» **To do**: Please set the lines down again exactly, from the top of the entries through the line that contains "use crate::db;".
- - -
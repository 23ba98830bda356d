use serde_json::json;
use thiserror::Error;

pub fn ok(id: &str, result: serde_json::Value) -> serde_json::Value {
    json!({
        "id": id,
        "ok": true,
        "result": result
    })
}

pub fn err(
    id: &str,
    code: &str,
    message: impl Into<String>,
    details: Option<serde_json::Value>,
) -> serde_json::Value {
    let mut error = json!({
        "code": code,
        "message": message.into(),
    });
    if let Some(d) = details {
        error["details"] = d;
    }
    json!({
        "id": id,
        "ok": false,
        "error": error,
    })
}

/// Failure of a single IPC method. `code` is part of the wire contract.
#[derive(Debug, Error)]
#[error("{code}: {message}")]
pub struct HandlerErr {
    pub code: &'static str,
    pub message: String,
    pub details: Option<serde_json::Value>,
}

impl HandlerErr {
    pub fn new(code: &'static str, message: impl Into<String>) -> Self {
        Self {
            code,
            message: message.into(),
            details: None,
        }
    }

    pub fn with_details(mut self, details: serde_json::Value) -> Self {
        self.details = Some(details);
        self
    }

    pub fn bad_params(message: impl Into<String>) -> Self {
        Self::new("bad_params", message)
    }

    pub fn not_found(message: impl Into<String>) -> Self {
        Self::new("not_found", message)
    }

    /// Maps a write failure and tags it with the table it targeted.
    pub fn db_write(code: &'static str, table: &str, e: rusqlite::Error) -> Self {
        Self::new(code, e.to_string()).with_details(json!({ "table": table }))
    }

    pub fn response(self, id: &str) -> serde_json::Value {
        err(id, self.code, self.message, self.details)
    }
}

impl From<rusqlite::Error> for HandlerErr {
    fn from(e: rusqlite::Error) -> Self {
        Self::new("db_query_failed", e.to_string())
    }
}
use crate::db;
use crate::ipc::error::HandlerErr;
use crate::ipc::helpers::{get_patch, with_db};
use crate::ipc::types::{AppState, Request};
use rusqlite::Connection;
use serde::{Deserialize, Serialize};

const SETTINGS_KEY: &str = "school";

const PATCH_FIELDS: &[&str] = &[
    "schoolName",
    "academicYear",
    "address",
    "phone",
    "email",
    "logoUrl",
    "attendanceWarnPercent",
    "defaultTotalMarks",
];

#[derive(Debug, Clone, Serialize, Deserialize)]
#[serde(rename_all = "camelCase", default)]
pub struct SchoolSettings {
    pub school_name: Option<String>,
    pub academic_year: Option<String>,
    pub address: Option<String>,
    pub phone: Option<String>,
    pub email: Option<String>,
    pub logo_url: Option<String>,
    /// Students whose overall attendance falls below this are flagged.
    pub attendance_warn_percent: i64,
    /// Total used for new subjects created without one.
    pub default_total_marks: f64,
}

impl Default for SchoolSettings {
    fn default() -> Self {
        Self {
            school_name: None,
            academic_year: None,
            address: None,
            phone: None,
            email: None,
            logo_url: None,
            attendance_warn_percent: 75,
            default_total_marks: crate::calc::DEFAULT_TOTAL_MARKS,
        }
    }
}

impl SchoolSettings {
    fn validate(&self) -> Result<(), HandlerErr> {
        if !(0..=100).contains(&self.attendance_warn_percent) {
            return Err(HandlerErr::bad_params(
                "attendanceWarnPercent must be between 0 and 100",
            ));
        }
        if !(self.default_total_marks > 0.0
            && self.default_total_marks <= crate::calc::MAX_TOTAL_MARKS)
        {
            return Err(HandlerErr::bad_params(format!(
                "defaultTotalMarks must be greater than 0 and at most {}",
                crate::calc::MAX_TOTAL_MARKS
            )));
        }
        Ok(())
    }
}

pub fn load_settings(conn: &Connection) -> Result<SchoolSettings, HandlerErr> {
    let raw = db::settings_get_json(conn, SETTINGS_KEY)
        .map_err(|e| HandlerErr::new("db_query_failed", e.to_string()))?;
    match raw {
        // A stored blob that no longer parses falls back to defaults.
        Some(v) => Ok(serde_json::from_value(v).unwrap_or_default()),
        None => Ok(SchoolSettings::default()),
    }
}

fn settings_get(conn: &Connection, _params: &serde_json::Value) -> Result<serde_json::Value, HandlerErr> {
    let s = load_settings(conn)?;
    serde_json::to_value(s).map_err(|e| HandlerErr::new("io_failed", e.to_string()))
}

fn settings_update(conn: &Connection, params: &serde_json::Value) -> Result<serde_json::Value, HandlerErr> {
    let patch = get_patch(params, PATCH_FIELDS)?;
    let current = load_settings(conn)?;

    let mut merged = serde_json::to_value(&current)
        .map_err(|e| HandlerErr::new("io_failed", e.to_string()))?;
    if let (Some(dst), Some(src)) = (merged.as_object_mut(), patch.as_object()) {
        for (k, v) in src {
            dst.insert(k.clone(), v.clone());
        }
    }
    let next: SchoolSettings = serde_json::from_value(merged)
        .map_err(|e| HandlerErr::bad_params(format!("invalid settings patch: {}", e)))?;
    next.validate()?;

    let stored = serde_json::to_value(&next)
        .map_err(|e| HandlerErr::new("io_failed", e.to_string()))?;
    db::settings_set_json(conn, SETTINGS_KEY, &stored)
        .map_err(|e| HandlerErr::new("db_update_failed", e.to_string()))?;
    log::info!("school settings updated");
    Ok(stored)
}

pub fn try_handle(state: &mut AppState, req: &Request) -> Option<serde_json::Value> {
    match req.method.as_str() {
        "settings.get" => Some(with_db(state, req, settings_get)),
        "settings.update" => Some(with_db(state, req, settings_update)),
        _ => None,
    }
}
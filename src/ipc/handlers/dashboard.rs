use crate::calc;
use crate::ipc::error::HandlerErr;
use crate::ipc::handlers::attendance::load_student_attendance;
use crate::ipc::handlers::rankings::class_ranking;
use crate::ipc::helpers::{get_required_str, student_class_id, with_db};
use crate::ipc::types::{AppState, Request};
use rusqlite::{Connection, OptionalExtension};
use serde_json::json;

fn count(conn: &Connection, table: &str) -> Result<i64, HandlerErr> {
    let sql = format!("SELECT COUNT(*) FROM {}", table);
    Ok(conn.query_row(&sql, [], |r| r.get(0))?)
}

/// Newest exam period, optionally restricted to one class.
fn latest_exam(conn: &Connection, class_id: Option<&str>) -> Result<Option<(String, String)>, HandlerErr> {
    Ok(conn
        .query_row(
            "SELECT id, name FROM exam_months
             WHERE (?1 IS NULL OR class_id = ?1)
             ORDER BY created_at DESC, rowid DESC
             LIMIT 1",
            [class_id],
            |r| Ok((r.get(0)?, r.get(1)?)),
        )
        .optional()?)
}

fn dashboard_admin(conn: &Connection, _params: &serde_json::Value) -> Result<serde_json::Value, HandlerErr> {
    Ok(json!({
        "studentCount": count(conn, "students")?,
        "teacherCount": count(conn, "teachers")?,
        "classCount": count(conn, "classes")?,
        "latestExamName": latest_exam(conn, None)?.map(|(_, name)| name),
    }))
}

fn dashboard_teacher(conn: &Connection, params: &serde_json::Value) -> Result<serde_json::Value, HandlerErr> {
    let teacher_id = get_required_str(params, "teacherId")?;
    let assigned: Option<Option<String>> = conn
        .query_row(
            "SELECT assigned_class_id FROM teachers WHERE id = ?",
            [&teacher_id],
            |r| r.get(0),
        )
        .optional()?;
    let Some(assigned_class_id) = assigned else {
        return Err(HandlerErr::not_found("teacher not found"));
    };

    let mut subj_stmt = conn.prepare(
        "SELECT s.id, s.name
         FROM teacher_subjects ts
         JOIN subjects s ON s.id = ts.subject_id
         WHERE ts.teacher_id = ?
         ORDER BY s.name",
    )?;
    let subjects = subj_stmt
        .query_map([&teacher_id], |r| {
            let id: String = r.get(0)?;
            let name: String = r.get(1)?;
            Ok(json!({ "id": id, "name": name }))
        })?
        .collect::<Result<Vec<_>, _>>()?;

    let Some(class_id) = assigned_class_id else {
        return Ok(json!({
            "assignedClass": null,
            "studentCount": 0,
            "subjects": subjects,
            "activeExams": [],
        }));
    };

    let class_name: Option<String> = conn
        .query_row("SELECT name FROM classes WHERE id = ?", [&class_id], |r| {
            r.get(0)
        })
        .optional()?;
    let student_count: i64 = conn.query_row(
        "SELECT COUNT(*) FROM students WHERE class_id = ?",
        [&class_id],
        |r| r.get(0),
    )?;
    let mut exam_stmt = conn.prepare(
        "SELECT id, name FROM exam_months
         WHERE class_id = ? AND is_active = 1
         ORDER BY created_at DESC, rowid DESC",
    )?;
    let active_exams = exam_stmt
        .query_map([&class_id], |r| {
            let id: String = r.get(0)?;
            let name: String = r.get(1)?;
            Ok(json!({ "id": id, "name": name }))
        })?
        .collect::<Result<Vec<_>, _>>()?;

    Ok(json!({
        "assignedClass": { "id": class_id, "name": class_name },
        "studentCount": student_count,
        "subjects": subjects,
        "activeExams": active_exams,
    }))
}

fn dashboard_student(conn: &Connection, params: &serde_json::Value) -> Result<serde_json::Value, HandlerErr> {
    let student_id = get_required_str(params, "studentId")?;
    let class_id = student_class_id(conn, &student_id)?;
    let class_name: String =
        conn.query_row("SELECT name FROM classes WHERE id = ?", [&class_id], |r| {
            r.get(0)
        })?;

    let latest = match latest_exam(conn, Some(&class_id))? {
        Some((exam_id, exam_name)) => {
            let rows = class_ranking(conn, &class_id, &exam_id)?;
            let total_students = rows.len();
            rows.into_iter()
                .find(|r| r.ranked.total.student_id == student_id)
                .map(|r| {
                    json!({
                        "examMonthId": exam_id,
                        "examName": exam_name,
                        "totalObtained": r.ranked.total.total_obtained,
                        "totalPossible": r.ranked.total.total_possible,
                        "percentage": r.ranked.total.percentage,
                        "rank": r.ranked.rank,
                        "totalStudents": total_students,
                    })
                })
        }
        None => None,
    };

    let attendance = calc::compute_attendance_summary(load_student_attendance(conn, &student_id)?);

    Ok(json!({
        "studentId": student_id,
        "className": class_name,
        "latestExam": latest,
        "attendancePercentage": attendance.overall_percentage,
    }))
}

pub fn try_handle(state: &mut AppState, req: &Request) -> Option<serde_json::Value> {
    match req.method.as_str() {
        "dashboard.admin" => Some(with_db(state, req, dashboard_admin)),
        "dashboard.teacher" => Some(with_db(state, req, dashboard_teacher)),
        "dashboard.student" => Some(with_db(state, req, dashboard_student)),
        _ => None,
    }
}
- - -
» **Reply**:
repository 23ba98830bda356d
use serde_json::json;
use thiserror::Error;

pub fn ok(id: &str, result: serde_json::Value) -> serde_json::Value {
    json!({
        "id": id,
        "ok": true,
        "result": result
    })
}

pub fn err(
    id: &str,
    code: &str,
    message: impl Into<String>,
    details: Option<serde_json::Value>,
) -> serde_json::Value {
    let mut error = json!({
        "code": code,
        "message": message.into(),
    });
    if let Some(d) = details {
        error["details"] = d;
    }
    json!({
        "id": id,
        "ok": false,
        "error": error,
    })
}

/// Failure of a single IPC method. `code` is part of the wire contract.
#[derive(Debug, Error)]
#[error("{code}: {message}")]
pub struct HandlerErr {
    pub code: &'static str,
    pub message: String,
    pub details: Option<serde_json::Value>,
}

impl HandlerErr {
    pub fn new(code: &'static str, message: impl Into<String>) -> Self {
        Self {
            code,
            message: message.into(),
            details: None,
        }
    }

    pub fn with_details(mut self, details: serde_json::Value) -> Self {
        self.details = Some(details);
        self
    }

    pub fn bad_params(message: impl Into<String>) -> Self {
        Self::new("bad_params", message)
    }

    pub fn not_found(message: impl Into<String>) -> Self {
        Self::new("not_found", message)
    }

    /// Maps a write failure and tags it with the table it targeted.
    pub fn db_write(code: &'static str, table: &str, e: rusqlite::Error) -> Self {
        Self::new(code, e.to_string()).with_details(json!({ "table": table }))
    }

    pub fn response(self, id: &str) -> serde_json::Value {
        err(id, self.code, self.message, self.details)
    }
}

impl From<rusqlite::Error> for HandlerErr {
    fn from(e: rusqlite::Error) -> Self {
        Self::new("db_query_failed", e.to_string())
    }
}
use crate::db;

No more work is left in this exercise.